POST	`/v1/images/edits`	OpenAI Images (edit/inpaint)
POST	`/v1/videos/generations`	OpenAI-style video generation
POST	`/v1/music/generations`	OpenAI-style music generation
POST	`/v1/audio/transcriptions`	OpenAI Audio (STT)
POST	`/v1/audio/speech`	OpenAI TTS (returns audio body)
POST	`/v1/rerank`	Cohere/Voyage-style rerank
POST	`/v1/moderations`	OpenAI Moderations
GET	`/v1/models`	OpenAI
POST	`/v1/messages/count_tokens`	Anthropic
GET	`/v1beta/models`	Gemini
POST	`/v1beta/models/{...path}`	Gemini generateContent
POST	`/v1/api/chat`	Ollama

All POST routes follow the same shape: Bearer your-api-key + Zod-validated JSON body (v1RerankSchema, v1ModerationSchema, v1AudioSpeechSchema, etc., see src/shared/validation/schemas.ts). 4xx is returned on schema failure.

# Rerank
POST /v1/rerank      { "model": "cohere/rerank-3", "query": "...", "documents": ["..."] }

# Moderations
POST /v1/moderations { "model": "omni-moderation-latest", "input": "..." }

# TTS — returns audio/mpeg (or requested format) body
POST /v1/audio/speech { "model": "openai/tts-1", "input": "Hello", "voice": "alloy" }

# Image edit (multipart)
POST /v1/images/edits  -F image=@input.png -F prompt="..." -F mask=@mask.png

# Video / music generation (provider-prefixed model id)
POST /v1/videos/generations { "model": "runway/gen-3", "prompt": "..." }
POST /v1/music/generations  { "model": "suno/v3.5",   "prompt": "..." }

Dedicated Provider Routes

POST /v1/providers/{provider}/chat/completions
POST /v1/providers/{provider}/embeddings
POST /v1/providers/{provider}/images/generations

The provider prefix is auto-added if missing. Mismatched models return 400.

Files API

OpenAI-compatible files endpoint for batch input/output and file-purpose uploads.

Method	Path	Description
POST	`/v1/files`	Upload a file (multipart: `file`, `purpose`, `expires_after[anchor]`, `expires_after[seconds]`) — 512 MiB max
GET	`/v1/files`	List files for the authenticated API key
GET	`/v1/files/[id]`	Retrieve a file's metadata
DELETE	`/v1/files/[id]`	Delete a file
GET	`/v1/files/[id]/content`	Stream the raw file body back

Auth: Bearer API key — files are scoped per-API-key via getApiKeyRequestScope.

Batches API

OpenAI-compatible batch processing.

Method	Path	Description
POST	`/v1/batches`	Create batch — body validated by `v1BatchCreateSchema` (`input_file_id`, `endpoint`, `completion_window`)
GET	`/v1/batches`	List batches
GET	`/v1/batches/[id]`	Retrieve batch status + `request_counts`
DELETE	`/v1/batches/[id]`	Delete a finished/failed batch
POST	`/v1/batches/[id]/cancel`	Cancel an in-progress batch

Auth: Bearer API key.
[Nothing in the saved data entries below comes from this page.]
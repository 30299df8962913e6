use std::io::{self, Read, Write};

use byteorder::ReadBytesExt;
use flate2::read::GzDecoder;
use nvstore_error::{FrameError, FrameResult};
use tracing::trace;

use super::compression::compress_into;

/// Данные следуют без изменений.
pub const FLAG_RAW: u8 = 0;
/// Данные записаны одним потоком gzip.
pub const FLAG_GZIP: u8 = 1;

/// Пишет фреймы `[flag][payload][zeros]`, длина которых кратна размеру
/// блока.
///
/// Держит буфер нулей, который растёт до наибольшего встреченного порога
/// и никогда не уменьшается, а также буфер для вывода gzip.
#[derive(Debug, Default)]
pub struct Padder {
    scratch: Vec<u8>,
    compress_buf: Vec<u8>,
}

impl Padder {
    pub fn new() -> Self {
        Self::default()
    }

    /// Текущий размер буфера нулей.
    pub fn scratch_len(&self) -> usize {
        self.scratch.len()
    }

    /// Записывает фрейм с `data` в `target` и возвращает число записанных байт,
    /// всегда кратное `pad_threshold`.
    pub fn pad<W: Write + ?Sized>(
        &mut self,
        data: &[u8],
        target: &mut W,
        compressed: bool,
        pad_threshold: usize,
    ) -> FrameResult<usize> {
        if pad_threshold == 0 {
            return Err(FrameError::InvalidPadThreshold);
        }

        let payload = if compressed {
            compress_into(data, &mut self.compress_buf)?;
            self.compress_buf.as_slice()
        } else {
            data
        };

        target.write_all(&[if compressed { FLAG_GZIP } else { FLAG_RAW }])?;
        target.write_all(payload)?;

        let written = 1 + payload.len();
        let padding = (pad_threshold - written % pad_threshold) % pad_threshold;
        if self.scratch.len() < pad_threshold {
            self.scratch.resize(pad_threshold, 0);
        }
        target.write_all(&self.scratch[..padding])?;

        trace!(
            raw = data.len(),
            payload = payload.len(),
            padding,
            compressed,
            "padded frame"
        );
        Ok(written + padding)
    }
}

/// Читатель данных без выравнивания. Хвостовые нули в режиме raw
/// отдаются как есть, после конца потока gzip игнорируются.
pub enum Unpadded<R: Read> {
    Raw(R),
    Gzip(GzDecoder<R>),
}

impl<R: Read> Unpadded<R> {
    pub fn is_compressed(&self) -> bool {
        matches!(self, Unpadded::Gzip(_))
    }
}

impl<R: Read> Read for Unpadded<R> {
    fn read(
        &mut self,
        buf: &mut [u8],
    ) -> io::Result<usize> {
        match self {
            Unpadded::Raw(r) => r.read(buf),
            Unpadded::Gzip(r) => r.read(buf),
        }
    }
}

/// Читает байт флага фрейма, записанного [`Padder::pad`].
pub fn unpad<R: Read>(mut input: R) -> FrameResult<Unpadded<R>> {
    let flag = match input.read_u8() {
        Ok(flag) => flag,
        Err(e) if e.kind() == io::ErrorKind::UnexpectedEof => return Err(FrameError::Truncated),
        Err(e) => return Err(e.into()),
    };
    match flag {
        FLAG_RAW => Ok(Unpadded::Raw(input)),
        FLAG_GZIP => Ok(Unpadded::Gzip(GzDecoder::new(input))),
        flag => Err(FrameError::InvalidFlag { flag }),
    }
}

#[cfg(test)]
mod tests {
    use rstest::rstest;

    use super::*;

    const N: usize = 16;

    fn payload(len: usize) -> Vec<u8> {
        (0..len).map(|i| (i % 251) as u8 + 1).collect()
    }

    #[rstest]
    #[case(0)]
    #[case(1)]
    #[case(N - 1)]
    #[case(N)]
    #[case(N + 1)]
    #[case(10 * N + 3)]
    fn test_raw_pad_is_exact(#[case] len: usize) {
        let data = payload(len);
        let mut out = Vec::new();
        let written = Padder::new().pad(&data, &mut out, false, N).unwrap();

        assert_eq!(written, out.len());
        assert_eq!(out.len() % N, 0);
        assert_eq!(out.len(), (1 + len).div_ceil(N) * N);
        assert_eq!(out[0], FLAG_RAW);

        let mut back = Vec::new();
        unpad(out.as_slice()).unwrap().read_to_end(&mut back).unwrap();
        assert_eq!(&back[..len], data.as_slice());
        assert!(back[len..].iter().all(|&b| b == 0));
    }

    #[rstest]
    #[case(0)]
    #[case(1)]
    #[case(N - 1)]
    #[case(N)]
    #[case(N + 1)]
    #[case(4096)]
    fn test_gzip_pad_is_exact(#[case] len: usize) {
        let data = payload(len);
        let mut out = Vec::new();
        let written = Padder::new().pad(&data, &mut out, true, N).unwrap();

        assert_eq!(written, out.len());
        assert_eq!(out.len() % N, 0);
        assert_eq!(out[0], FLAG_GZIP);

        let mut reader = unpad(out.as_slice()).unwrap();
        assert!(reader.is_compressed());
        let mut back = Vec::new();
        reader.read_to_end(&mut back).unwrap();
        assert_eq!(back, data);
    }

    #[test]
    fn test_zero_threshold_rejected() {
        let mut out = Vec::new();
        let err = Padder::new().pad(b"x", &mut out, false, 0).unwrap_err();
        assert!(matches!(err, FrameError::InvalidPadThreshold));
        assert!(out.is_empty());
    }

    #[test]
    fn test_threshold_one_adds_no_padding() {
        let mut out = Vec::new();
        let written = Padder::new().pad(b"abc", &mut out, false, 1).unwrap();
        assert_eq!(written, 4);
        assert_eq!(out, vec![FLAG_RAW, b'a', b'b', b'c']);
    }

    #[test]
    fn test_scratch_grows_and_never_shrinks() {
        let mut padder = Padder::new();
        let mut sink = Vec::new();
        padder.pad(b"a", &mut sink, false, 64).unwrap();
        assert_eq!(padder.scratch_len(), 64);
        padder.pad(b"a", &mut sink, false, 8).unwrap();
        assert_eq!(padder.scratch_len(), 64);
        padder.pad(b"a", &mut sink, false, 256).unwrap();
        assert_eq!(padder.scratch_len(), 256);
    }

    #[test]
    fn test_unpad_errors() {
        assert!(matches!(unpad(&[0u8; 0][..]), Err(FrameError::Truncated)));
        assert!(matches!(
            unpad(&[7u8, 0, 0][..]),
            Err(FrameError::InvalidFlag { flag: 7 })
        ));
    }
}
Batches are scoped per-API-key.

Search API

Web/search provider abstraction (Tavily, Brave, Exa, Serper, etc.).

Method	Path	Description
GET	`/v1/search`	List configured search providers + capabilities
POST	`/v1/search`	Run a search query — body validated by `v1SearchSchema`, supports caching/coalescing
GET	`/v1/search/analytics`	Per-provider hit/latency/cache stats

Auth: Bearer API key (extractApiKey + isValidApiKey). Search policy enforced via enforceApiKeyPolicy.

WebSocket Streaming

GET /v1/ws?handshake=1

Validates a WebSocket upgrade handshake and returns the wire protocol example messages (request, cancel). Actual WS frames are handled by the bundled WS server outside the Next.js route table.

Auth: Bearer API key during handshake.

Quotas & Issues Reporting

Method	Path	Description
GET	`/v1/quotas/check`	Pre-validate quota for a `provider` + `accountId` before issuing a registered key
POST	`/v1/issues/report`	Report a quota/key issuance failure to GitHub (requires `GITHUB_ISSUES_REPO` + token)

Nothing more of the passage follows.